DATA TO PROCESS:
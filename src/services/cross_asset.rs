// src/services/cross_asset.rs
use log::{info, warn};
use reqwest::Client;
use std::path::Path;

use crate::config::{keys, PipelineConfig};
use crate::models::{CorrelationRecord, TimeSeries};
use crate::services::artifacts::{read_json, write_json};
use crate::services::cascade::{Cascade, Resolved, SourceLayer};
use crate::services::correlation::rolling_correlation;
use crate::services::prices::{fetch_yahoo_chart, history_range, load_local_csv, write_series_csv};
use crate::BoxError;

/// Where one price series can come from.
#[derive(Debug, Clone)]
pub struct PriceSource {
    pub name: &'static str,
    pub file: &'static str,
    pub primary: &'static str,
    pub fallback: Option<&'static str>,
}

pub const SPX: PriceSource = PriceSource {
    name: "SPX",
    file: "spx.csv",
    primary: "^GSPC",
    fallback: None,
};

pub const DXY: PriceSource = PriceSource {
    name: "DXY",
    file: "dxy.csv",
    primary: "DX-Y.NYB",
    fallback: Some("DX=F"),
};

pub const TNX: PriceSource = PriceSource {
    name: "TNX",
    file: "tnx.csv",
    primary: "^TNX",
    fallback: None,
};

/// Local CSV, primary ticker, fallback ticker, then the series cached by
/// the last successful remote fetch. Nothing is written here; see
/// [`CrossAssetRun::refresh_caches`].
pub async fn resolve_series(cfg: &PipelineConfig, client: &Client, source: &PriceSource) -> Resolved<TimeSeries> {
    let local_path = cfg.prices_dir.join(source.file);
    let cached = cfg.price_cache_dir.join(source.file);
    let base = cfg.urls.yahoo_chart_base.as_str();
    // returns need one extra session
    let range = history_range(cfg.corr_window + 1);

    let mut cascade = Cascade::new(source.name)
        .offline(cfg.offline)
        .attempt(format!("local {}", source.file), SourceLayer::Local, move || async move {
            load_local_csv(&local_path)
        })
        .attempt(format!("yahoo {}", source.primary), SourceLayer::PrimaryRemote, move || async move {
            Ok::<_, BoxError>(Some(fetch_yahoo_chart(client, base, source.primary, range).await?))
        });
    if let Some(fallback) = source.fallback {
        cascade = cascade.attempt(format!("yahoo {}", fallback), SourceLayer::FallbackRemote, move || async move {
            Ok::<_, BoxError>(Some(fetch_yahoo_chart(client, base, fallback, range).await?))
        });
    }
    cascade
        .attempt("cached series", SourceLayer::LastKnown, move || async move {
            load_local_csv(&cached)
        })
        .resolve()
        .await
}

fn previous_value(path: &Path, key: &str) -> Result<Option<f64>, BoxError> {
    if !path.exists() {
        return Ok(None);
    }
    let previous: CorrelationRecord = read_json(path)?;
    Ok(match key {
        "spx_dxy" => previous.spx_dxy,
        "spx_10y" => previous.spx_10y,
        _ => None,
    })
}

/// Correlation of two resolved series. It counts as fetched only when both
/// series were; a value computed from the series cache is last-known data.
fn computed_pair(cfg: &PipelineConfig, a: &Resolved<TimeSeries>, b: &Resolved<TimeSeries>) -> (Option<f64>, SourceLayer) {
    let value = match (&a.value, &b.value) {
        (Some(a), Some(b)) => rolling_correlation(a, b, cfg.corr_window),
        _ => None,
    };
    let fetched = [a.layer, b.layer]
        .into_iter()
        .all(|layer| layer.map_or(false, SourceLayer::is_fetched));
    let layer = if fetched { SourceLayer::Local } else { SourceLayer::LastKnown };
    (value, layer)
}

/// Computed value, last good value, environment override, static default.
async fn resolve_pair(
    cfg: &PipelineConfig,
    key: &'static str,
    env_key: &'static str,
    computed: (Option<f64>, SourceLayer),
    default: Option<f64>,
) -> Resolved<f64> {
    let last_good = cfg.last_good_corr();
    let (value, layer) = computed;
    Cascade::new(format!("corr {}", key))
        .constant("price series", layer, value)
        .attempt("last good corr", SourceLayer::LastKnown, move || async move {
            previous_value(&last_good, key)
        })
        .constant(env_key, SourceLayer::Override, cfg.overrides.number(env_key))
        .constant("static default", SourceLayer::StaticDefault, default)
        .resolve()
        .await
}

pub struct CrossAssetRun {
    pub series: Vec<(PriceSource, Resolved<TimeSeries>)>,
    pub spx_dxy: Resolved<f64>,
    pub spx_10y: Resolved<f64>,
}

impl CrossAssetRun {
    pub fn record(&self) -> CorrelationRecord {
        CorrelationRecord {
            spx_dxy: self.spx_dxy.value,
            spx_10y: self.spx_10y.value,
        }
    }

    /// Stores remotely fetched series in the series cache and fetched pair
    /// values in the last-good file. Overrides and defaults are never stored.
    pub fn refresh_caches(&self, cfg: &PipelineConfig) -> Result<(), BoxError> {
        for (source, resolved) in &self.series {
            if let (Some(series), Some(layer)) = (&resolved.value, resolved.layer) {
                if layer.requires_network() {
                    write_series_csv(&cfg.price_cache_dir.join(source.file), series)?;
                }
            }
        }

        let dxy = self.spx_dxy.fetched().copied();
        let tnx = self.spx_10y.fetched().copied();
        if dxy.is_none() && tnx.is_none() {
            return Ok(());
        }
        let path = cfg.last_good_corr();
        let mut last_good: CorrelationRecord = if path.exists() {
            read_json(&path).unwrap_or_else(|e| {
                warn!("[corr] replacing unreadable {}: {}", path.display(), e);
                CorrelationRecord::default()
            })
        } else {
            CorrelationRecord::default()
        };
        last_good.spx_dxy = dxy.or(last_good.spx_dxy);
        last_good.spx_10y = tnx.or(last_good.spx_10y);
        write_json(&path, &last_good)
    }
}

pub async fn resolve_correlations(cfg: &PipelineConfig, client: &Client) -> CrossAssetRun {
    let spx = resolve_series(cfg, client, &SPX).await;
    let dxy = resolve_series(cfg, client, &DXY).await;
    let tnx = resolve_series(cfg, client, &TNX).await;

    let corr_dxy = computed_pair(cfg, &spx, &dxy);
    let corr_10y = computed_pair(cfg, &spx, &tnx);
    info!(
        "[corr] computed spx_dxy={:?} spx_10y={:?} (window {})",
        corr_dxy.0, corr_10y.0, cfg.corr_window
    );

    let spx_dxy = resolve_pair(cfg, "spx_dxy", keys::CORR_SPX_DXY, corr_dxy, cfg.defaults.corr_spx_dxy).await;
    let spx_10y = resolve_pair(cfg, "spx_10y", keys::CORR_SPX_10Y, corr_10y, cfg.defaults.corr_spx_10y).await;

    CrossAssetRun {
        series: vec![(SPX, spx), (DXY, dxy), (TNX, tnx)],
        spx_dxy,
        spx_10y,
    }
}

#[cfg(test)]
mod tests {
    use super::*;
    use crate::config::Overrides;
    use crate::services::http::build_client;
    use chrono::{Duration, NaiveDate};
    use std::fmt::Write as _;
    use std::fs;
    use std::time::Duration as StdDuration;
    use tempfile::TempDir;

    fn price_csv(values: impl Iterator<Item = f64>) -> String {
        let start = NaiveDate::from_ymd_opt(2024, 1, 1).unwrap();
        let mut out = String::from("Date,Close\n");
        for (i, v) in values.enumerate() {
            writeln!(out, "{},{}", start + Duration::days(i as i64), v).unwrap();
        }
        out
    }

    fn config(dir: &TempDir, overrides: Overrides) -> PipelineConfig {
        let mut cfg = PipelineConfig::from_overrides(overrides);
        cfg.out_dir = dir.path().join("macro");
        cfg.prices_dir = dir.path().join("prices");
        cfg.price_cache_dir = dir.path().join("cache");
        cfg.last_good_dir = dir.path().join("last_good");
        cfg.corr_window = 10;
        cfg.offline = true;
        cfg
    }

    fn write_local_pair(cfg: &PipelineConfig) {
        fs::create_dir_all(&cfg.prices_dir).unwrap();
        let spx: Vec<f64> = (0..30).map(|i| 100.0 + (i as f64).sin() * 3.0).collect();
        fs::write(cfg.prices_dir.join("spx.csv"), price_csv(spx.iter().copied())).unwrap();
        fs::write(cfg.prices_dir.join("dxy.csv"), price_csv(spx.iter().map(|v| v * 2.0))).unwrap();
    }

    #[tokio::test]
    async fn computes_from_local_series() {
        let dir = TempDir::new().unwrap();
        let cfg = config(&dir, Overrides::default());
        write_local_pair(&cfg);

        let client = build_client(StdDuration::from_secs(1)).unwrap();
        let run = resolve_correlations(&cfg, &client).await;
        assert_eq!(run.spx_dxy.layer, Some(SourceLayer::Local));
        assert_eq!(run.record().spx_dxy, Some(1.0));
        // no tnx series anywhere
        assert_eq!(run.spx_10y.layer, Some(SourceLayer::StaticDefault));
        assert_eq!(run.record().spx_10y, Some(-0.3));
    }

    #[tokio::test]
    async fn falls_back_to_last_good_then_env() {
        let dir = TempDir::new().unwrap();
        let cfg = config(&dir, Overrides::from_pairs([("CORR_SPX_DXY", "-0.15"), ("CORR_SPX_10Y", "0.2")]));
        write_json(
            &cfg.last_good_corr(),
            &serde_json::json!({"spx_dxy": -0.52, "spx_10y": null}),
        )
        .unwrap();
        // the published artifact is not consulted
        write_json(&cfg.corr_json(), &serde_json::json!({"spx_dxy": -0.4, "spx_10y": -0.3})).unwrap();

        let client = build_client(StdDuration::from_secs(1)).unwrap();
        let record = resolve_correlations(&cfg, &client).await.record();
        assert_eq!(record.spx_dxy, Some(-0.52));
        assert_eq!(record.spx_10y, Some(0.2));
    }

    #[tokio::test]
    async fn only_fetched_pairs_refresh_the_last_good_file() {
        let dir = TempDir::new().unwrap();
        let client = build_client(StdDuration::from_secs(1)).unwrap();

        let cfg = config(&dir, Overrides::default());
        let run = resolve_correlations(&cfg, &client).await;
        run.refresh_caches(&cfg).unwrap();
        assert!(!cfg.last_good_corr().exists());

        write_local_pair(&cfg);
        let run = resolve_correlations(&cfg, &client).await;
        run.refresh_caches(&cfg).unwrap();
        let stored: CorrelationRecord = read_json(&cfg.last_good_corr()).unwrap();
        assert_eq!(stored, CorrelationRecord { spx_dxy: Some(1.0), spx_10y: None });
        // local series are never copied into the series cache
        assert!(!cfg.price_cache_dir.join("spx.csv").exists());
    }

    #[tokio::test]
    async fn pair_from_cached_series_is_not_fetched() {
        let dir = TempDir::new().unwrap();
        let cfg = config(&dir, Overrides::default());
        write_local_pair(&cfg);
        fs::rename(cfg.prices_dir.join("dxy.csv"), dir.path().join("dxy.csv")).unwrap();
        fs::create_dir_all(&cfg.price_cache_dir).unwrap();
        fs::rename(dir.path().join("dxy.csv"), cfg.price_cache_dir.join("dxy.csv")).unwrap();

        let client = build_client(StdDuration::from_secs(1)).unwrap();
        let run = resolve_correlations(&cfg, &client).await;
        assert_eq!(run.spx_dxy.value, Some(1.0));
        assert_eq!(run.spx_dxy.layer, Some(SourceLayer::LastKnown));
        assert_eq!(run.spx_dxy.fetched(), None);
    }

    #[tokio::test]
    async fn remote_series_is_cached_by_refresh_only() {
        let dir = TempDir::new().unwrap();
        let cfg = config(&dir, Overrides::default());
        let day = NaiveDate::from_ymd_opt(2024, 1, 2).unwrap();
        let series = TimeSeries::from_points([(day, Some(101.5))]);

        let remote = Cascade::new("SPX")
            .constant("yahoo ^GSPC", SourceLayer::PrimaryRemote, Some(series))
            .resolve()
            .await;
        let pair = || Resolved {
            value: None,
            label: None,
            layer: None,
            trail: Vec::new(),
        };
        let run = CrossAssetRun {
            series: vec![(SPX, remote)],
            spx_dxy: pair(),
            spx_10y: pair(),
        };
        assert!(!cfg.price_cache_dir.join("spx.csv").exists());

        run.refresh_caches(&cfg).unwrap();
        let cached = load_local_csv(&cfg.price_cache_dir.join("spx.csv")).unwrap().unwrap();
        assert_eq!(cached.value_on(day), Some(101.5));
        assert!(!cfg.last_good_corr().exists());
    }

    #[tokio::test]
    async fn cached_series_is_used_when_nothing_local() {
        let dir = TempDir::new().unwrap();
        let cfg = config(&dir, Overrides::default());
        fs::create_dir_all(&cfg.price_cache_dir).unwrap();
        fs::write(cfg.price_cache_dir.join("tnx.csv"), price_csv((0..5).map(f64::from))).unwrap();

        let client = build_client(StdDuration::from_secs(1)).unwrap();
        let resolved = resolve_series(&cfg, &client, &TNX).await;
        assert_eq!(resolved.layer, Some(SourceLayer::LastKnown));
        assert_eq!(resolved.value.unwrap().len(), 5);
        assert!(resolve_series(&cfg, &client, &SPX).await.value.is_none());
    }
}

HOW TO COMPLETE THIS TASK:
For the listing above, identify each line bearing "GSPC".

OUTPUT OF THE TASK:
    primary: "^GSPC",
            .constant("yahoo ^GSPC", SourceLayer::PrimaryRemote, Some(series))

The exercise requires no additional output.